Michigan Could Have Already Offered iGaming
In Michigan, iGaming could have been a reality by now but the former Republican Gov. Rick Snyder vetoed an Internet gambling bill at the end of 2018.
“Had that veto not happened, in all likelihood online gambling would have been alive and well and running when this pandemic hit in February,” Pappas said.
With new iGaming legislation approved by current Michigan Gov. Gretchen Whitmer, a Democrat, online gambling is finally set to happen there. Still, Whitmer has been reluctant to hasten the start of iGaming by allowing it to go forward on an emergency basis.

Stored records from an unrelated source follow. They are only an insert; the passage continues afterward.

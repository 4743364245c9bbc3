//! Order repository.
//!
//! Orders are read in two steps: the page of order rows is selected first, then their items,
//! menu items and delivery crew members are fetched in bulk by [`OrderRepository::with_relations`].

use std::collections::HashMap;

use chrono::{DateTime, Duration, NaiveTime, Utc};
use rust_decimal::Decimal;
use sea_orm::{
    ActiveModelTrait, ActiveValue, ColumnTrait, Condition, ConnectionTrait, DbErr, EntityTrait,
    PaginatorTrait, QueryFilter, QueryOrder,
};

use crate::server::{
    data::menu_item::MenuItemRepository,
    model::{
        order::{OrderFilter, OrderScope, OrderSort, OrderWithRelations},
        query::{PageRequest, Sort},
    },
};

pub struct OrderRepository<'a, C: ConnectionTrait> {
    db: &'a C,
}

impl<'a, C: ConnectionTrait> OrderRepository<'a, C> {
    pub fn new(db: &'a C) -> Self {
        Self { db }
    }

    /// Inserts a pending order with no delivery crew.
    ///
    /// # Arguments
    /// - `user_id` - Customer placing the order
    /// - `total` - Sum of the line prices
    /// - `date` - Placement time
    ///
    /// # Returns
    /// - `Ok(Model)` - Created order row
    /// - `Err(DbErr)` - Database error
    pub async fn create(
        &self,
        user_id: i32,
        total: Decimal,
        date: DateTime<Utc>,
    ) -> Result<entity::order::Model, DbErr> {
        entity::order::ActiveModel {
            user_id: ActiveValue::Set(user_id),
            delivery_crew_id: ActiveValue::Set(None),
            status: ActiveValue::Set(false),
            total: ActiveValue::Set(total),
            date: ActiveValue::Set(date),
            ..Default::default()
        }
        .insert(self.db)
        .await
    }

    /// Copies a cart row into an item of the given order.
    pub async fn create_item(
        &self,
        order_id: i32,
        cart_item: &entity::cart::Model,
    ) -> Result<entity::order_item::Model, DbErr> {
        entity::order_item::ActiveModel {
            order_id: ActiveValue::Set(order_id),
            menuitem_id: ActiveValue::Set(cart_item.menuitem_id),
            quantity: ActiveValue::Set(cart_item.quantity),
            unit_price: ActiveValue::Set(cart_item.unit_price),
            price: ActiveValue::Set(cart_item.price),
            ..Default::default()
        }
        .insert(self.db)
        .await
    }

    pub async fn find_by_id(&self, id: i32) -> Result<Option<entity::order::Model>, DbErr> {
        entity::prelude::Order::find_by_id(id).one(self.db).await
    }

    /// Gets one page of the orders visible in `scope` that match `filter`.
    ///
    /// # Returns
    /// - `Ok((orders, total))` - Order rows on the requested page and the total match count
    /// - `Err(DbErr)` - Database error
    pub async fn get_paginated(
        &self,
        scope: OrderScope,
        filter: &OrderFilter,
        sort: Sort<OrderSort>,
        page: PageRequest,
    ) -> Result<(Vec<entity::order::Model>, u64), DbErr> {
        let column = match sort.field {
            OrderSort::Id => entity::order::Column::Id,
            OrderSort::Date => entity::order::Column::Date,
            OrderSort::Total => entity::order::Column::Total,
            OrderSort::Status => entity::order::Column::Status,
        };

        let paginator = entity::prelude::Order::find()
            .filter(scope_condition(scope))
            .filter(filter_condition(filter))
            .order_by(column, sort.order())
            .order_by_asc(entity::order::Column::Id)
            .paginate(self.db, page.per_page);

        let total = paginator.num_items().await?;
        let orders = paginator.fetch_page(page.index()).await?;

        Ok((orders, total))
    }

    /// Loads the items, menu items and delivery crew of each order.
    ///
    /// Issues a fixed number of queries regardless of how many orders are passed. The output
    /// keeps the input order.
    pub async fn with_relations(
        &self,
        orders: Vec<entity::order::Model>,
    ) -> Result<Vec<OrderWithRelations>, DbErr> {
        if orders.is_empty() {
            return Ok(Vec::new());
        }

        let order_ids: Vec<i32> = orders.iter().map(|order| order.id).collect();
        let items = entity::prelude::OrderItem::find()
            .filter(entity::order_item::Column::OrderId.is_in(order_ids))
            .order_by_asc(entity::order_item::Column::Id)
            .all(self.db)
            .await?;

        let menuitem_ids: Vec<i32> = items.iter().map(|item| item.menuitem_id).collect();
        let menu_items = MenuItemRepository::new(self.db)
            .get_by_ids(menuitem_ids)
            .await?;

        let crew_ids: Vec<i32> = orders
            .iter()
            .filter_map(|order| order.delivery_crew_id)
            .collect();
        let crews: HashMap<i32, entity::user::Model> = if crew_ids.is_empty() {
            HashMap::new()
        } else {
            entity::prelude::User::find()
                .filter(entity::user::Column::Id.is_in(crew_ids))
                .all(self.db)
                .await?
                .into_iter()
                .map(|user| (user.id, user))
                .collect()
        };

        let mut items_by_order: HashMap<i32, Vec<_>> = HashMap::new();
        for item in items {
            let (menu_item, category) = menu_items.get(&item.menuitem_id).cloned().ok_or(
                DbErr::RecordNotFound(format!(
                    "Menu item {} of order item {} not found",
                    item.menuitem_id, item.id
                )),
            )?;
            items_by_order
                .entry(item.order_id)
                .or_default()
                .push((item, menu_item, category));
        }

        Ok(orders
            .into_iter()
            .map(|order| OrderWithRelations {
                delivery_crew: order
                    .delivery_crew_id
                    .and_then(|crew_id| crews.get(&crew_id).cloned()),
                items: items_by_order.remove(&order.id).unwrap_or_default(),
                order,
            })
            .collect())
    }

    /// Applies a status change and/or a delivery crew change to an order.
    ///
    /// # Arguments
    /// - `order` - Current order row
    /// - `status` - New status, unchanged when `None`
    /// - `delivery_crew_id` - New assignment (`Some(None)` unassigns), unchanged when `None`
    ///
    /// # Returns
    /// - `Ok(Model)` - Updated order row
    /// - `Err(DbErr)` - Database error
    pub async fn update(
        &self,
        order: entity::order::Model,
        status: Option<bool>,
        delivery_crew_id: Option<Option<i32>>,
    ) -> Result<entity::order::Model, DbErr> {
        let mut active: entity::order::ActiveModel = order.into();

        if let Some(status) = status {
            active.status = ActiveValue::Set(status);
        }
        if let Some(delivery_crew_id) = delivery_crew_id {
            active.delivery_crew_id = ActiveValue::Set(delivery_crew_id);
        }

        active.update(self.db).await
    }

    /// Deletes an order and, through the foreign key, its items.
    pub async fn delete(&self, id: i32) -> Result<bool, DbErr> {
        let result = entity::prelude::Order::delete_by_id(id)
            .exec(self.db)
            .await?;

        Ok(result.rows_affected > 0)
    }
}

fn scope_condition(scope: OrderScope) -> Condition {
    match scope {
        OrderScope::All => Condition::all(),
        OrderScope::AssignedTo(crew_id) => {
            Condition::all().add(entity::order::Column::DeliveryCrewId.eq(crew_id))
        }
        OrderScope::PlacedBy(user_id) => {
            Condition::all().add(entity::order::Column::UserId.eq(user_id))
        }
    }
}

fn filter_condition(filter: &OrderFilter) -> Condition {
    let mut condition = Condition::all();

    if let Some(status) = filter.status {
        condition = condition.add(entity::order::Column::Status.eq(status));
    }
    if let Some(day) = filter.date {
        let start = day.and_time(NaiveTime::MIN).and_utc();
        let end = start + Duration::days(1);

        condition = condition
            .add(entity::order::Column::Date.gte(start))
            .add(entity::order::Column::Date.lt(end));
    }

    condition
}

“In order for us to expedite this timeline … the governor would direct the (Michigan) gaming control board to promulgate emergency rules to get us online faster,” said Iden, the Republican state representative. “She decided not to do that so it’ll go through the normal promulgation process. Therefore, it will probably be November or December.”
Michigan’s road to getting as far as it has was complicated by the circumstance that the state has both commercial casinos (three in Detroit) as well as tribal casinos. Tribal casinos previously had not been subject to a great deal of regulatory oversight.
In addition to New Jersey’s impressive revenue numbers, Pennsylvania and Delaware also saw jumps in online gambling activity.
In Pennsylvania, the March iGaming figure was $24.7 million and April’s rose to $43.06 million. In much smaller Delaware, the March iGaming number was about $515,000 and April climbed to about $856,000.
States Need the Revenue After COVID-19
As states try to recover financially from the costs and the losses associated with the pandemic, Internet gaming becomes more attractive as a source of tax money.
“States are facing unprecedented financial challenges,” said Matt King, CEO of FanDuel Group, in an Associated Press article. “We are firm believers that mobile sports betting and online gaming legislation will be the type of common sense legislation that states will look to when legislatures return.”
Other states are in the wings. Illinois could approve online gambling by the end of the year.
As far as the concern that online gambling may cannibalize brick-and-mortar business, New Jersey state gaming official Rebuck insisted at the ICE conference that is not the case.
“We have people interested in online gambling and not interested in the retail environment and people who want to do both,” Rebuck said. “Cannibalization is a false positive by naysayers who fear change and fear they wouldn’t be able to successfully compete against the online gaming operations.”
Iden, who says he personally enjoys gaming, suggested that the online gambling experience, especially amplified by the pandemic lockdowns, is likely to take on a greater role in the future than even its advocates envisioned before COVID-19.
Iden reflected on the new brick-and-mortar casino environment: dealers and customers in masks and gloves, fewer players sitting at the tables and slots, constant sanitizing.
“What you and I are used to regarding casino gaming will change,” Iden said. “And I think, with those changes there will be a change in the way the consumer wants to be entertained. Some players who love Las Vegas and love the energy and love being on the floor are going to continue to go.
”Others, may just say, ‘I want to stay socially distant, it’s not the same for me, I still want to play so I want online options.’ And especially for our younger generations who are used to doing everything on their mobile devices, they are going to pick up those device and play.”